### [What is needed]
Filter the entries, keeping every line with the word "LoginRequest".

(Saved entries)

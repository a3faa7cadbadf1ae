//! 可取消的请求作用域
//!
//! 每个页面/组件持有一个 `RequestScope`：
//! - 新请求会中止同一作用域内尚未完成的旧请求（最后签发者胜出）
//! - 组件卸载时调用 `close()`，中止所有请求并拒绝后续请求
//!
//! 被中止或过期的请求解析为 `None`，调用方据此跳过状态更新。

use std::future::Future;
use std::sync::{Arc, Mutex, MutexGuard, PoisonError};

use futures::future::{AbortHandle, Abortable};

#[derive(Debug, Default)]
struct ScopeState {
    closed: bool,
    generation: u64,
    in_flight: Option<AbortHandle>,
}

#[derive(Debug, Clone, Default)]
pub struct RequestScope {
    state: Arc<Mutex<ScopeState>>,
}

impl RequestScope {
    pub fn new() -> Self {
        Self::default()
    }

    fn lock(&self) -> MutexGuard<'_, ScopeState> {
        self.state.lock().unwrap_or_else(PoisonError::into_inner)
    }

    /// 在作用域内运行 future
    ///
    /// 仅当该请求仍是最新请求且作用域未关闭时返回 `Some`。
    pub fn run<F>(&self, fut: F) -> impl Future<Output = Option<F::Output>> + use<F>
    where
        F: Future,
    {
        let (handle, registration) = AbortHandle::new_pair();
        let generation = {
            let mut state = self.lock();
            if state.closed {
                handle.abort();
            }
            if let Some(previous) = state.in_flight.replace(handle) {
                previous.abort();
            }
            state.generation += 1;
            state.generation
        };

        let state = self.state.clone();
        async move {
            let output = Abortable::new(fut, registration).await.ok()?;
            let mut state = state.lock().unwrap_or_else(PoisonError::into_inner);
            if state.closed || state.generation != generation {
                return None;
            }
            state.in_flight = None;
            Some(output)
        }
    }

    /// 作废进行中的请求，但作用域仍可继续使用
    pub fn cancel(&self) {
        let mut state = self.lock();
        state.generation += 1;
        if let Some(handle) = state.in_flight.take() {
            handle.abort();
        }
    }

    /// 关闭作用域（组件卸载）
    pub fn close(&self) {
        let mut state = self.lock();
        state.closed = true;
        if let Some(handle) = state.in_flight.take() {
            handle.abort();
        }
    }

    pub fn is_closed(&self) -> bool {
        self.lock().closed
    }
}

#[cfg(test)]
mod tests {
    use super::*;
    use futures::channel::oneshot;

    #[tokio::test]
    async fn single_request_completes() {
        let scope = RequestScope::new();
        assert_eq!(scope.run(async { 7 }).await, Some(7));
    }

    #[tokio::test]
    async fn newer_request_wins() {
        let scope = RequestScope::new();
        let (tx_old, rx_old) = oneshot::channel::<u32>();
        let (tx_new, rx_new) = oneshot::channel::<u32>();

        let old = scope.run(async move { rx_old.await.unwrap() });
        let new = scope.run(async move { rx_new.await.unwrap() });

        tx_new.send(2).unwrap();
        // The old future was aborted; its receiver may already be gone.
        let _ = tx_old.send(1);

        let (old, new) = futures::join!(old, new);
        assert_eq!(old, None);
        assert_eq!(new, Some(2));
    }

    #[tokio::test]
    async fn closed_scope_rejects_everything() {
        let scope = RequestScope::new();
        let (tx, rx) = oneshot::channel::<u32>();
        let pending = scope.run(async move { rx.await.unwrap_or(0) });

        scope.close();
        let _ = tx.send(5);
        assert_eq!(pending.await, None);
        assert!(scope.is_closed());
        assert_eq!(scope.run(async { 1 }).await, None);
    }

    #[tokio::test]
    async fn cancel_keeps_scope_usable() {
        let scope = RequestScope::new();
        let first = scope.run(async { 1 });
        scope.cancel();
        assert_eq!(first.await, None);
        assert_eq!(scope.run(async { 2 }).await, Some(2));
    }
}
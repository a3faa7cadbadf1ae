use chrono::{DateTime, Utc};
use serde::de::{DeserializeOwned, IgnoredAny};
use serde::{Deserialize, Serialize};

use crate::client::{HttpMethod, MultipartForm, RequestBody};
use crate::error::ClientResult;
use crate::pagination::{Page, PageParamStyle, PageRequest};
use crate::serde_helper::string_or_number;
use crate::session::{Role, User};

/// A trait that defines the request-response relationship and metadata for an API endpoint.
pub trait ApiRequest: Serialize + Sized {
    /// The payload type carried by the success envelope.
    type Response: DeserializeOwned;
    /// The URL path, relative to the API base.
    const PATH: &'static str;
    /// The HTTP method.
    const METHOD: HttpMethod;

    /// Path with parameters substituted.
    fn path(&self) -> String {
        Self::PATH.to_string()
    }

    fn query(&self) -> Vec<(String, String)> {
        Vec::new()
    }

    /// GET and DELETE send no body; everything else sends itself as JSON.
    fn body(&self) -> ClientResult<RequestBody> {
        match Self::METHOD {
            HttpMethod::Get | HttpMethod::Delete => Ok(RequestBody::Empty),
            _ => RequestBody::json(self),
        }
    }
}

/// Endpoints whose payload is ignored.
pub type Ack = IgnoredAny;

fn with_id(pattern: &str, id: &str) -> String {
    pattern.replace(":id", &crate::client::encode_component(id))
}

// =========================================================
// Auth
// =========================================================

/// Which login surface a credential belongs to
#[derive(Debug, Clone, Copy, PartialEq, Eq, Default)]
pub enum Portal {
    #[default]
    Public,
    Admin,
    Cva,
}

impl Portal {
    fn prefix(&self) -> &'static str {
        match self {
            Portal::Public => "",
            Portal::Admin => "/admin",
            Portal::Cva => "/cva",
        }
    }

    fn scoped(&self, path: &str) -> String {
        format!("{}{}", self.prefix(), path)
    }
}

#[derive(Debug, Clone, PartialEq, Eq, Serialize)]
pub struct LoginRequest {
    pub email: String,
    pub password: String,
    #[serde(skip)]
    pub portal: Portal,
}

#[derive(Debug, Clone, PartialEq, Eq, Deserialize)]
pub struct LoginResponse {
    #[serde(alias = "accessToken")]
    pub token: String,
    pub user: User,
}

impl ApiRequest for LoginRequest {
    type Response = LoginResponse;
    const PATH: &'static str = "/auth/login";
    const METHOD: HttpMethod = HttpMethod::Post;

    fn path(&self) -> String {
        self.portal.scoped(Self::PATH)
    }
}

#[derive(Debug, Clone, PartialEq, Eq, Serialize)]
#[serde(rename_all = "camelCase")]
pub struct RegisterRequest {
    pub full_name: String,
    pub email: String,
    pub phone: String,
    pub password: String,
    pub role: Role,
}

impl ApiRequest for RegisterRequest {
    type Response = Ack;
    const PATH: &'static str = "/auth/register";
    const METHOD: HttpMethod = HttpMethod::Post;
}

#[derive(Debug, Clone, PartialEq, Eq, Serialize)]
pub struct VerifyOtpRequest {
    pub email: String,
    pub otp: String,
}

impl ApiRequest for VerifyOtpRequest {
    type Response = Ack;
    const PATH: &'static str = "/auth/verify-otp";
    const METHOD: HttpMethod = HttpMethod::Post;
}

#[derive(Debug, Clone, PartialEq, Eq, Serialize)]
pub struct ResendOtpRequest {
    pub email: String,
}

impl ApiRequest for ResendOtpRequest {
    type Response = Ack;
    const PATH: &'static str = "/auth/resend-otp";
    const METHOD: HttpMethod = HttpMethod::Post;
}

#[derive(Debug, Clone, PartialEq, Eq, Serialize)]
pub struct ForgotPasswordRequest {
    pub email: String,
    #[serde(skip)]
    pub portal: Portal,
}

impl ApiRequest for ForgotPasswordRequest {
    type Response = Ack;
    const PATH: &'static str = "/auth/forgot-password";
    const METHOD: HttpMethod = HttpMethod::Post;

    fn path(&self) -> String {
        self.portal.scoped(Self::PATH)
    }
}

#[derive(Debug, Clone, PartialEq, Eq, Serialize)]
#[serde(rename_all = "camelCase")]
pub struct ChangePasswordRequest {
    pub current_password: String,
    pub new_password: String,
    #[serde(skip)]
    pub portal: Portal,
}

impl ApiRequest for ChangePasswordRequest {
    type Response = Ack;
    const PATH: &'static str = "/auth/change-password";
    const METHOD: HttpMethod = HttpMethod::Post;

    fn path(&self) -> String {
        self.portal.scoped(Self::PATH)
    }
}

// =========================================================
// Profile & Wallet
// =========================================================

#[derive(Debug, Clone, Copy, PartialEq, Eq, Default, Serialize, Deserialize)]
#[serde(rename_all = "SCREAMING_SNAKE_CASE")]
pub enum KycStatus {
    #[default]
    NotSubmitted,
    Pending,
    Approved,
    Rejected,
    #[serde(other)]
    Unknown,
}

#[derive(Debug, Clone, PartialEq, Deserialize)]
#[serde(rename_all = "camelCase")]
pub struct UserProfile {
    #[serde(deserialize_with = "string_or_number")]
    pub id: String,
    pub email: String,
    #[serde(default)]
    pub full_name: String,
    #[serde(default)]
    pub phone: Option<String>,
    pub role: Role,
    #[serde(default)]
    pub kyc_status: KycStatus,
}

#[derive(Debug, Serialize)]
pub struct ProfileRequest;

impl ApiRequest for ProfileRequest {
    type Response = UserProfile;
    const PATH: &'static str = "/users/me";
    const METHOD: HttpMethod = HttpMethod::Get;
}

#[derive(Debug, Clone, PartialEq, Deserialize)]
#[serde(rename_all = "camelCase")]
pub struct WalletTransaction {
    #[serde(deserialize_with = "string_or_number")]
    pub id: String,
    #[serde(default)]
    pub description: String,
    #[serde(default)]
    pub credits: f64,
    #[serde(default)]
    pub created_at: Option<DateTime<Utc>>,
}

#[derive(Debug, Clone, PartialEq, Default, Deserialize)]
#[serde(rename_all = "camelCase")]
pub struct Wallet {
    #[serde(default)]
    pub balance: f64,
    #[serde(default)]
    pub credit_balance: f64,
    #[serde(default)]
    pub currency: String,
    #[serde(default)]
    pub transactions: Vec<WalletTransaction>,
}

#[derive(Debug, Serialize)]
pub struct WalletRequest;

impl ApiRequest for WalletRequest {
    type Response = Wallet;
    const PATH: &'static str = "/wallet";
    const METHOD: HttpMethod = HttpMethod::Get;
}

// =========================================================
// Marketplace
// =========================================================

#[derive(Debug, Clone, Copy, PartialEq, Eq, Default, Deserialize)]
#[serde(rename_all = "SCREAMING_SNAKE_CASE")]
pub enum ListingStatus {
    #[default]
    Active,
    SoldOut,
    Closed,
    #[serde(other)]
    Unknown,
}

#[derive(Debug, Clone, PartialEq, Deserialize)]
#[serde(rename_all = "camelCase")]
pub struct Listing {
    #[serde(deserialize_with = "string_or_number")]
    pub id: String,
    pub title: String,
    #[serde(default)]
    pub project_name: String,
    #[serde(default)]
    pub seller_name: String,
    #[serde(default)]
    pub price_per_credit: f64,
    #[serde(default, alias = "quantity")]
    pub available_credits: f64,
    #[serde(default)]
    pub status: ListingStatus,
    #[serde(default)]
    pub description: Option<String>,
}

### [Written response]
pub struct LoginRequest {
impl ApiRequest for LoginRequest {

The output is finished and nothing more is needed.